Introduction: The first week of life presents the greatest risk of dying for a young infant. Yet, due to the sociocultural, financial, geographical and health system barriers found in many resource-poor settings, infants do not access health care until much later. To reduce neonatal mortality, the Ghana Health Service proposed a new policy that promotes skilled care during the first week of life. We report the results of an initiative that uses quality improvement (QI) methods to test the feasibility and effectiveness of the new early post-natal care (PNC) policy and its subsequent scale-up throughout northern Ghana.
Methods: Over a 10-month period, 30 networked QI teams from 27 rural health facilities developed and tested both facility-based and community-based changes to their processes of maternal and neonatal care. Coverage and outcome data were analysed using an interrupted time-series design.
Results: Over 24 months, early PNC increased from a mean of 15% to 71% for visits within the first 48 h, and from 0% to 53% for visits on Day 6 or 7. We observed a slower increase in skilled delivery (mean of 56% to 82%) over a longer period of time (35 months). Facility-based neonatal mortality remained unchanged: mean of 5.1 deaths per 1000 deliveries. Using the most effective change ideas developed in the 27 test facilities, the early PNC policy was scaled up over the subsequent 2 years to 576 health facilities in all 38 districts of northern Ghana.

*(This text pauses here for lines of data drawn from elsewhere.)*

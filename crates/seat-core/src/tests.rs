//! Unit tests for seat-core primitives.

#[cfg(test)]
mod ids {
    use crate::{AgentId, BlockId};

    #[test]
    fn index_roundtrip() {
        assert_eq!(AgentId::from_index(42).index(), 42);
        assert_eq!(BlockId::from_index(3), BlockId(3));
    }

    #[test]
    fn display() {
        assert_eq!(AgentId(7).to_string(), "AgentId#7");
    }
}

#[cfg(test)]
mod grid {
    use crate::{Cell, CellType, CoreError, Grid};

    #[test]
    fn new_grid_is_empty() {
        let g = Grid::new(4, 5);
        assert_eq!(g.rows(), 4);
        assert_eq!(g.cols(), 5);
        assert_eq!(g.count(CellType::Empty), 20);
    }

    #[test]
    fn set_and_get() {
        let mut g = Grid::new(3, 3);
        g.set(Cell::new(1, 2), CellType::Seat).unwrap();
        assert_eq!(g.get(Cell::new(1, 2)), Some(CellType::Seat));
        assert!(g.is(Cell::new(1, 2), CellType::Seat));
        assert_eq!(g.get(Cell::new(3, 0)), None);
    }

    #[test]
    fn set_out_of_bounds_errors() {
        let mut g = Grid::new(2, 2);
        let err = g.set(Cell::new(2, 0), CellType::Seat).unwrap_err();
        assert!(matches!(err, CoreError::OutOfBounds { rows: 2, cols: 2, .. }));
    }

    #[test]
    fn neighbours_clip_at_edges() {
        let g = Grid::new(3, 3);
        assert_eq!(g.neighbours8(Cell::new(0, 0)).count(), 3);
        assert_eq!(g.neighbours8(Cell::new(1, 1)).count(), 8);
        assert_eq!(g.neighbours8(Cell::new(2, 1)).count(), 5);
        assert!(g.neighbours8(Cell::new(1, 1)).all(|c| c != Cell::new(1, 1)));
    }

    #[test]
    fn occupied_span_counts_only_settled_agents() {
        let mut g = Grid::new(2, 6);
        g.set(Cell::new(0, 1), CellType::SeatedAgent).unwrap();
        g.set(Cell::new(0, 2), CellType::Standing).unwrap();
        g.set(Cell::new(0, 3), CellType::Seat).unwrap();
        g.set(Cell::new(0, 5), CellType::SeatedAgent).unwrap();
        assert_eq!(g.occupied_in_span(0, 0, 4), 2);
        assert_eq!(g.occupied_in_span(0, 0, 5), 3);
        assert_eq!(g.occupied_in_span(1, 0, 5), 0);
    }

    #[test]
    fn display_uses_glyphs() {
        let mut g = Grid::new(1, 3);
        g.set(Cell::new(0, 0), CellType::Gate).unwrap();
        g.set(Cell::new(0, 2), CellType::SeatedAgent).unwrap();
        assert_eq!(g.to_string(), "G #\n");
    }
}

#[cfg(test)]
mod rng {
    use crate::SimRng;

    #[test]
    fn zero_weights_return_first() {
        let mut rng = SimRng::new(1);
        let items = ["a", "b", "c"];
        for _ in 0..100 {
            assert_eq!(rng.weighted_choice(&items, &[0.0, 0.0, 0.0]), Some(&"a"));
        }
    }

    #[test]
    fn single_nonzero_weight_always_wins() {
        let mut rng = SimRng::new(2);
        let items = [10, 20, 30, 40];
        for _ in 0..500 {
            assert_eq!(rng.weighted_choice(&items, &[0.0, 0.0, 3.5, 0.0]), Some(&30));
        }
    }

    #[test]
    fn empty_input_is_none() {
        let mut rng = SimRng::new(3);
        let items: [u8; 0] = [];
        assert_eq!(rng.weighted_choice(&items, &[]), None);
        assert_eq!(rng.weighted_index(&[]), None);
    }

    #[test]
    fn weights_bias_selection() {
        let mut rng = SimRng::new(4);
        let mut hits = [0usize; 2];
        for _ in 0..10_000 {
            hits[rng.weighted_index(&[1.0, 9.0]).unwrap()] += 1;
        }
        assert!(hits[1] > hits[0] * 5, "got {hits:?}");
    }

    #[test]
    fn same_seed_same_sequence() {
        let mut a = SimRng::new(99);
        let mut b = SimRng::new(99);
        let xs: Vec<u64> = (0..16).map(|_| a.random()).collect();
        let ys: Vec<u64> = (0..16).map(|_| b.random()).collect();
        assert_eq!(xs, ys);
    }
}

#[cfg(test)]
mod config {
    use std::cell::RefCell;
    use std::rc::Rc;

    use crate::config::corridor_width_for;
    use crate::{ConfigStore, ParamKey, ParamValue, SimConfig};

    #[test]
    fn corridor_width_search() {
        // 68 cols, 4 blocks: w=2 → 14-wide blocks, every wider corridor is worse.
        assert_eq!(corridor_width_for(68, 4), 2);
        // Nothing fits → fallback.
        assert_eq!(corridor_width_for(10, 6), 2);
        assert_eq!(corridor_width_for(68, 0), 2);
    }

    #[test]
    fn corridor_width_picks_max_block_width() {
        for cols in 40..=120 {
            for blocks in 2..=6 {
                let w = corridor_width_for(cols, blocks);
                let bw = |w: usize| (cols - (blocks + 1) * w) / blocks;
                for other in 2..=6usize {
                    if (blocks + 1) * other < cols && bw(other) > 0 {
                        assert!(bw(w) >= bw(other), "cols={cols} blocks={blocks}");
                    }
                }
            }
        }
    }

    #[test]
    fn default_config_validates() {
        assert!(SimConfig::default().validated().is_ok());
    }

    #[test]
    fn out_of_range_config_rejected() {
        let cfg = SimConfig { num_agents: 10, ..SimConfig::default() };
        assert!(cfg.validated().is_err());
    }

    #[test]
    fn set_rejects_out_of_range_silently() {
        let mut store = ConfigStore::default();
        assert!(!store.set(ParamKey::NumAgents, ParamValue::Int(501)));
        assert!(!store.set(ParamKey::NumBlocks, ParamValue::Int(1)));
        assert!(!store.set(ParamKey::AssignedSeats, ParamValue::Int(1)));
        assert!(!store.set(ParamKey::CorridorWidth, ParamValue::Int(3)));
        assert_eq!(store.get(ParamKey::NumAgents), ParamValue::Int(200));
        assert_eq!(store.get(ParamKey::NumBlocks), ParamValue::Int(4));
    }

    #[test]
    fn float_keys_accept_ints() {
        let mut store = ConfigStore::default();
        assert!(store.set(ParamKey::BackPref, ParamValue::Int(4)));
        assert_eq!(store.get(ParamKey::BackPref), ParamValue::Float(4.0));
    }

    #[test]
    fn set_str_parses_and_validates() {
        let mut store = ConfigStore::default();
        assert!(store.set_str("num_agents", "300").unwrap());
        assert!(!store.set_str("NUM_AGENTS", "9000").unwrap());
        assert!(store.set_str("FEATURE_ASSIGNED_SEATS", "off").unwrap());
        assert!(store.set_str("BOGUS", "1").is_err());
        assert!(store.set_str("ROWS", "twenty").is_err());
        assert_eq!(store.config().num_agents, 300);
        assert!(!store.config().assigned_seats);
    }

    #[test]
    fn listeners_see_changes_and_corridor_width() {
        let mut store = ConfigStore::new(SimConfig { cols: 120, ..SimConfig::default() });
        let seen = Rc::new(RefCell::new(Vec::new()));
        let sink = Rc::clone(&seen);
        store.subscribe(move |c| {
            sink.borrow_mut().push(c.key);
            Ok(())
        });

        let before = store.get(ParamKey::CorridorWidth);
        assert!(store.set(ParamKey::NumBlocks, ParamValue::Int(2)));
        let after = store.get(ParamKey::CorridorWidth);

        let keys = seen.borrow();
        assert_eq!(keys[0], ParamKey::NumBlocks);
        assert_eq!(keys.contains(&ParamKey::CorridorWidth), before != after);
    }

    #[test]
    fn unchanged_value_does_not_notify() {
        let mut store = ConfigStore::default();
        let count = Rc::new(RefCell::new(0));
        let c = Rc::clone(&count);
        store.subscribe(move |_| {
            *c.borrow_mut() += 1;
            Ok(())
        });
        assert!(store.set(ParamKey::Rows, ParamValue::Int(20)));
        assert_eq!(*count.borrow(), 0);
    }

    #[test]
    fn faulty_listeners_are_isolated() {
        let mut store = ConfigStore::default();
        let reached = Rc::new(RefCell::new(false));
        let r = Rc::clone(&reached);

        store.subscribe(|_| Err("listener refused".into()));
        store.subscribe(|_| panic!("listener blew up"));
        store.subscribe(move |_| {
            *r.borrow_mut() = true;
            Ok(())
        });

        assert!(store.set(ParamKey::Rows, ParamValue::Int(25)));
        assert!(*reached.borrow());
        assert_eq!(store.config().rows, 25);
    }

    #[test]
    fn unsubscribe_removes_listener() {
        let mut store = ConfigStore::default();
        let id = store.subscribe(|_| Ok(()));
        assert_eq!(store.listener_count(), 1);
        assert!(store.unsubscribe(id));
        assert!(!store.unsubscribe(id));
        assert_eq!(store.listener_count(), 0);
    }
}
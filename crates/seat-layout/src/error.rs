//! Layout error type.

use thiserror::Error;

use seat_core::CoreError;

/// Errors produced while building a floor plan.
#[derive(Debug, Error)]
pub enum LayoutError {
    #[error("block count must be at least 1")]
    NoBlocks,

    #[error("{cols} columns cannot fit {blocks} blocks with {corridor}-wide corridors")]
    NoRoomForBlocks { cols: usize, blocks: usize, corridor: usize },

    #[error("{rows} rows is too short for the seat band and back area (need {min})")]
    TooFewRows { rows: usize, min: usize },

    #[error("grid write failed: {0}")]
    Grid(#[from] CoreError),
}

pub type LayoutResult<T> = Result<T, LayoutError>;
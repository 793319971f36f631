//! The cell arena shared by the whole simulation.
//!
//! There is exactly one `Grid` per run, owned by the engine.  Agents hold
//! only `Cell` coordinates into it; every reader borrows `&Grid` and the
//! engine is the only writer.  Storage is a flat row-major `Vec<CellType>`.

use std::fmt;

use crate::{Cell, CellType, CoreError, CoreResult};

/// Fixed-size `rows × cols` grid of [`CellType`]s.
#[derive(Clone, Debug, PartialEq, Eq)]
#[cfg_attr(feature = "serde", derive(serde::Serialize, serde::Deserialize))]
pub struct Grid {
    rows:  usize,
    cols:  usize,
    cells: Vec<CellType>,
}

impl Grid {
    /// An all-`Empty` grid.
    pub fn new(rows: usize, cols: usize) -> Self {
        Self { rows, cols, cells: vec![CellType::Empty; rows * cols] }
    }

    #[inline]
    pub fn rows(&self) -> usize {
        self.rows
    }

    #[inline]
    pub fn cols(&self) -> usize {
        self.cols
    }

    #[inline]
    pub fn contains(&self, cell: Cell) -> bool {
        cell.row < self.rows && cell.col < self.cols
    }

    #[inline]
    fn offset(&self, cell: Cell) -> usize {
        cell.row * self.cols + cell.col
    }

    /// Cell state, or `None` outside the grid.
    #[inline]
    pub fn get(&self, cell: Cell) -> Option<CellType> {
        self.contains(cell).then(|| self.cells[self.offset(cell)])
    }

    /// `true` if `cell` is inside the grid and holds `ty`.
    #[inline]
    pub fn is(&self, cell: Cell, ty: CellType) -> bool {
        self.get(cell) == Some(ty)
    }

    /// Overwrite one cell.
    ///
    /// # Errors
    ///
    /// [`CoreError::OutOfBounds`] if `cell` is outside the grid.
    pub fn set(&mut self, cell: Cell, ty: CellType) -> CoreResult<()> {
        if !self.contains(cell) {
            return Err(CoreError::OutOfBounds { cell, rows: self.rows, cols: self.cols });
        }
        let i = self.offset(cell);
        self.cells[i] = ty;
        Ok(())
    }

    /// Read-only slice of one row.  Panics if `row >= rows`.
    pub fn row(&self, row: usize) -> &[CellType] {
        let start = row * self.cols;
        &self.cells[start..start + self.cols]
    }

    /// Number of cells of type `ty` in the whole grid.
    pub fn count(&self, ty: CellType) -> usize {
        self.cells.iter().filter(|&&c| c == ty).count()
    }

    /// Number of settled agents (`SeatedAgent` or `Standing`) in
    /// `row`, columns `start..=end`.
    pub fn occupied_in_span(&self, row: usize, start: usize, end: usize) -> usize {
        if row >= self.rows || start > end {
            return 0;
        }
        let end = end.min(self.cols.saturating_sub(1));
        self.row(row)[start..=end].iter().filter(|c| c.is_occupied()).count()
    }

    /// Iterate the in-bounds 8-neighbourhood of `cell`.
    pub fn neighbours8(&self, cell: Cell) -> impl Iterator<Item = Cell> + '_ {
        let r0 = cell.row.saturating_sub(1);
        let c0 = cell.col.saturating_sub(1);
        let r1 = (cell.row + 1).min(self.rows.saturating_sub(1));
        let c1 = (cell.col + 1).min(self.cols.saturating_sub(1));
        (r0..=r1)
            .flat_map(move |r| (c0..=c1).map(move |c| Cell::new(r, c)))
            .filter(move |&n| n != cell)
    }

    /// Iterate every `(Cell, CellType)` in row-major order.
    pub fn iter(&self) -> impl Iterator<Item = (Cell, CellType)> + '_ {
        self.cells
            .iter()
            .enumerate()
            .map(|(i, &ty)| (Cell::new(i / self.cols, i % self.cols), ty))
    }
}

impl fmt::Display for Grid {
    /// One text line per row using [`CellType::glyph`].
    fn fmt(&self, f: &mut fmt::Formatter<'_>) -> fmt::Result {
        for r in 0..self.rows {
            let line: String = self.row(r).iter().map(|c| c.glyph()).collect();
            writeln!(f, "{line}")?;
        }
        Ok(())
    }
}
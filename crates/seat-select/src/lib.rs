//! `seat-select`: choosing where an agent will end up.
//!
//! # Crate layout
//!
//! | Module       | Contents                                                   |
//! |--------------|------------------------------------------------------------|
//! | [`prefs`]    | `SeatPrefs`: the preference knobs a pick is scored with   |
//! | [`seat`]     | `pick_seat_in_block`, `pick_seat_any_block`                |
//! | [`standing`] | `find_standing_position`                                   |
//!
//! # Reads only
//!
//! Every function here borrows the grid immutably.  Reserving a picked seat
//! (inserting into the assigned set) is the caller's job, so a pick and its
//! reservation happen in the same spawn step.
//!
//! "No seat" is an ordinary outcome (`None`), not an error: the caller moves
//! on to the next fallback.

pub mod prefs;
pub mod seat;
pub mod standing;

#[cfg(test)]
mod tests;

pub use prefs::SeatPrefs;
pub use seat::{candidate_rows, pick_seat_any_block, pick_seat_in_block};
pub use standing::find_standing_position;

Conclusions: This initiative demonstrates the utility of a QI approach in testing, implementing and subsequent scaling up a national policy for early PNC in a resource-constrained setting. This approach provides a model for improving the implementation of other national health policies to accelerate the achievement of the Millennium Development Goals in Ghana and other resource-poor countries.
Keywords: Ghana; Quality improvement; implementation science; large-scale change; neonatal mortality; post-natal care.